(Data excerpts)
^^^^
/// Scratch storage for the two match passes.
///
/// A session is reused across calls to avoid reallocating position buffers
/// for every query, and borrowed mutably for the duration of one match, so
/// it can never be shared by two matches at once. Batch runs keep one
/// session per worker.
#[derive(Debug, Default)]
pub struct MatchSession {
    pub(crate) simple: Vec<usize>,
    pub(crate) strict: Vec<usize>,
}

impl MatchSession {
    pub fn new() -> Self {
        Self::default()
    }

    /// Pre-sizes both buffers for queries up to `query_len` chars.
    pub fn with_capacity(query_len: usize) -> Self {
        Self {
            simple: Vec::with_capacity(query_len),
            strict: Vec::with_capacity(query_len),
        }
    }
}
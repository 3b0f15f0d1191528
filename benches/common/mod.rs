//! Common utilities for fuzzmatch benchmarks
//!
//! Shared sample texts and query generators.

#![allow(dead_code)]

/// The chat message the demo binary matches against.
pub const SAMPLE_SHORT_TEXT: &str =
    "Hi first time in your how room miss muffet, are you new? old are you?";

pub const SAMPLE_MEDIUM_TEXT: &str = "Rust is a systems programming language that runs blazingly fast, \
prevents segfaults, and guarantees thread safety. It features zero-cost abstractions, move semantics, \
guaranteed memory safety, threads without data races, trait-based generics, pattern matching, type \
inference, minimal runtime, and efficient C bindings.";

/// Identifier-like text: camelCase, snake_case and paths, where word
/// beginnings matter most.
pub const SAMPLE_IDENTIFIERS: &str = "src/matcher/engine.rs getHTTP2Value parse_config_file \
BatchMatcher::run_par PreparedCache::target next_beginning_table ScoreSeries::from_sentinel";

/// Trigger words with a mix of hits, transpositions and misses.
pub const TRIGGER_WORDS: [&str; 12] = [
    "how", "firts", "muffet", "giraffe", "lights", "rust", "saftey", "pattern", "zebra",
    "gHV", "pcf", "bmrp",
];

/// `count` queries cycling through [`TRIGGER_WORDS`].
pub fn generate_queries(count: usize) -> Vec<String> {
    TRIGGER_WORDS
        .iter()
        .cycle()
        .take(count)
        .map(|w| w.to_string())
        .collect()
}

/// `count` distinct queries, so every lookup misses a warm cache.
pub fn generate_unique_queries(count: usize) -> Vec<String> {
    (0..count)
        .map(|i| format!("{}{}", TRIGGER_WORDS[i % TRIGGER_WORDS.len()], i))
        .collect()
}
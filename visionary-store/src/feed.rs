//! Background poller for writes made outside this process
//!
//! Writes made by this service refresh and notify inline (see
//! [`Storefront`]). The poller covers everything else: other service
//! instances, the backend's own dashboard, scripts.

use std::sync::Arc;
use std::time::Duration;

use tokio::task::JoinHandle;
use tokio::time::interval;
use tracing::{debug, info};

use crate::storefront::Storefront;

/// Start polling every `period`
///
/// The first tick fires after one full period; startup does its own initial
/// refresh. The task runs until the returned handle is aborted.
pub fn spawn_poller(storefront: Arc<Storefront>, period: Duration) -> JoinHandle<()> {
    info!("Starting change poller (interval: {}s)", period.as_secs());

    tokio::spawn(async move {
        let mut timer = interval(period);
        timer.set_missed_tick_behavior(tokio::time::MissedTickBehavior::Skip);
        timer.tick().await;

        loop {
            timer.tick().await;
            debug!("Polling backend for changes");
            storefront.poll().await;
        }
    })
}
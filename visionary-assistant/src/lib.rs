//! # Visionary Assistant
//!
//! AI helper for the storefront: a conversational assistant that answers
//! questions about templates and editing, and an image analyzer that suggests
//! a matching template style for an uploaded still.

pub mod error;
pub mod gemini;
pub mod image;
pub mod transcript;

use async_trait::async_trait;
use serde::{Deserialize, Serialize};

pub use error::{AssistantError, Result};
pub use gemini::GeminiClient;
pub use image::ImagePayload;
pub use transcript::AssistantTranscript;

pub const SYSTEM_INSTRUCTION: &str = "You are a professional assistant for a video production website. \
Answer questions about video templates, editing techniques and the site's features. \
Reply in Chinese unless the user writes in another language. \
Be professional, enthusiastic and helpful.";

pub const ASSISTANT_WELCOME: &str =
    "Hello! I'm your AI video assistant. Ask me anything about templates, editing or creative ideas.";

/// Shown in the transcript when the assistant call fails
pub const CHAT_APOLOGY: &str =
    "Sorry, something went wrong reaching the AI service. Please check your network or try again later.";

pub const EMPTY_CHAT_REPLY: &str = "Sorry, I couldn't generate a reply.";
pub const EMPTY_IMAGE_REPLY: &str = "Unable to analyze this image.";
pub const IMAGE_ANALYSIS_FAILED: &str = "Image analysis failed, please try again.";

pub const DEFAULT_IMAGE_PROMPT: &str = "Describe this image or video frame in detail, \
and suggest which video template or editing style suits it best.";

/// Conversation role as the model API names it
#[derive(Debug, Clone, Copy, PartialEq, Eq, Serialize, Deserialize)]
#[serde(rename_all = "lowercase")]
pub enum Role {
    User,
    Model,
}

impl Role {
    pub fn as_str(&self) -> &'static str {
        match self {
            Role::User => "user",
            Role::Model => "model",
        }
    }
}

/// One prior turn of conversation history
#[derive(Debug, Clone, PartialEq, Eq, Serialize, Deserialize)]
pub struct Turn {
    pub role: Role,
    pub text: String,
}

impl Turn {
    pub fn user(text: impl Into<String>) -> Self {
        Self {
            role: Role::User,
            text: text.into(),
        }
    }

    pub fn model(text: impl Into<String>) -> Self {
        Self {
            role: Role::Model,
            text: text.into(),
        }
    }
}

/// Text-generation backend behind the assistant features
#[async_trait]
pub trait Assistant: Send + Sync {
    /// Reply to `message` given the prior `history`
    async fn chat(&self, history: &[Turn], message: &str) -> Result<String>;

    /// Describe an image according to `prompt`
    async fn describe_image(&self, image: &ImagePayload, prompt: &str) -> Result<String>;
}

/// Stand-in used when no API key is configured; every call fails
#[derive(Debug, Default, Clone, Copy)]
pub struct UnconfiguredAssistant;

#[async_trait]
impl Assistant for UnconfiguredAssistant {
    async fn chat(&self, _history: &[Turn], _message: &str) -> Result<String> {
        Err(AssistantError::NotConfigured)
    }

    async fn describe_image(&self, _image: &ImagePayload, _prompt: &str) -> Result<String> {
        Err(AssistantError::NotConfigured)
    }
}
^^^^
Only a number is wanted here: how many lines of the data hold the string "crate".

## Task response
3